The corresponding Cumulus Message would be:

{
  "workflow_config": {
    "ExampleTask": {
      "cumulus_message": {
        "outputs": [
          {
            "source": "{{$}}",
            "destination": "{{$.payload}}"
          },
          {
            "source": "{{$.output.anykey}}",
            "destination": "{{$.meta.baz}}"
          }
        ]
      }
    }
  },
  "meta": {
    "foo": "bar"
  },
  "payload": {
    "anykey": "anyvalue"
  }
}

Given the response from the task is:

{
  "output": {
      "anykey": "boo"
  }
}

The Cumulus Message Adapter would output the following Cumulus Message:

{
  "workflow_config": {
    "ExampleTask": {
      "cumulus_message": {
        "outputs": [
          {
            "source": "{{$}}",
            "destination": "{{$.payload}}"
          },
          {
            "source": "{{$.output.anykey}}",
            "destination": "{{$.meta.baz}}"
          }
        ]
      }
    }
  },
  "meta": {
    "foo": "bar",
    "baz": "boo"
  },
  "payload": {
    "output": {
      "anykey": "boo"
    }
  }
}

4. Validate task input, output and configuration messages against the schemas provided.

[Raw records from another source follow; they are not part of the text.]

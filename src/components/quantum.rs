//! Quantum researcher: opportunity discovery.
//!
//! The researcher is the hook for scanning pricing feeds, affiliate
//! networks and news for revenue opportunities. No scanner is wired in
//! yet, so every scan comes back empty.

use anyhow::Result;
use async_trait::async_trait;
use tracing::debug;

use super::OpportunitySource;
use crate::types::Opportunity;

#[derive(Debug, Default, Clone)]
pub struct QuantumResearcher;

impl QuantumResearcher {
    pub fn new() -> Self {
        Self
    }
}

#[async_trait]
impl OpportunitySource for QuantumResearcher {
    async fn find_opportunities(&self) -> Result<Vec<Opportunity>> {
        let opportunities: Vec<Opportunity> = Vec::new();
        debug!(count = opportunities.len(), "Quantum scan finished");
        Ok(opportunities)
    }
}
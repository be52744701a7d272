//! Shutdown signal for the main loop.

use tokio::sync::oneshot;
use tracing::{info, warn};

/// Resolves when the signal task sends on `rx`.
///
/// If the sender is dropped without sending, the signal can never
/// arrive: the error is logged and the returned future stays pending,
/// so the loop keeps running instead of stopping after one cycle.
pub async fn shutdown_signal(rx: oneshot::Receiver<()>) {
    match rx.await {
        Ok(()) => info!("Ctrl+C received, stopping after the current cycle."),
        Err(_) => {
            warn!("Shutdown signal unavailable, running until the process is killed");
            futures::future::pending::<()>().await;
        }
    }
}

The Cumulus Message Adapter has the capability to validate task input, output and configuration messages against their schemas. The default location of the schemas is the schemas folder in the top level of the task and the default filenames are input.json, output.json, and config.json. The task can also configure a different schema location. If no schema can be found, the Cumulus Message Adapter will not validate the messages.

Common Data Types

Remote Urls

Input to: sync-http-urls

Returned by: discover-http-tiles, sync-wms

// Array of remote URLs
{
     "url": "<string>",     // A single remote URL
     "version": "<string>"  // An opaque string that identifies the remote file version.
                            // This can be used to allow re-fetching of remote resources if
                            // the change but still have the same URL
},
...                         // Potentially more URLs

S3 Objects

Produced by: sync-http-urls

Input to: generate-mrf

// Array of S3 objects
{
    "Bucket": "<string>",  // The S3 bucket. The key's case convention is broken to
                           // maintain consistency with the S3 SDK/API. These objects
                           // can (and should) be passed verbatim to the SDK.
    "Key": "<string>"      // The S3 object's key.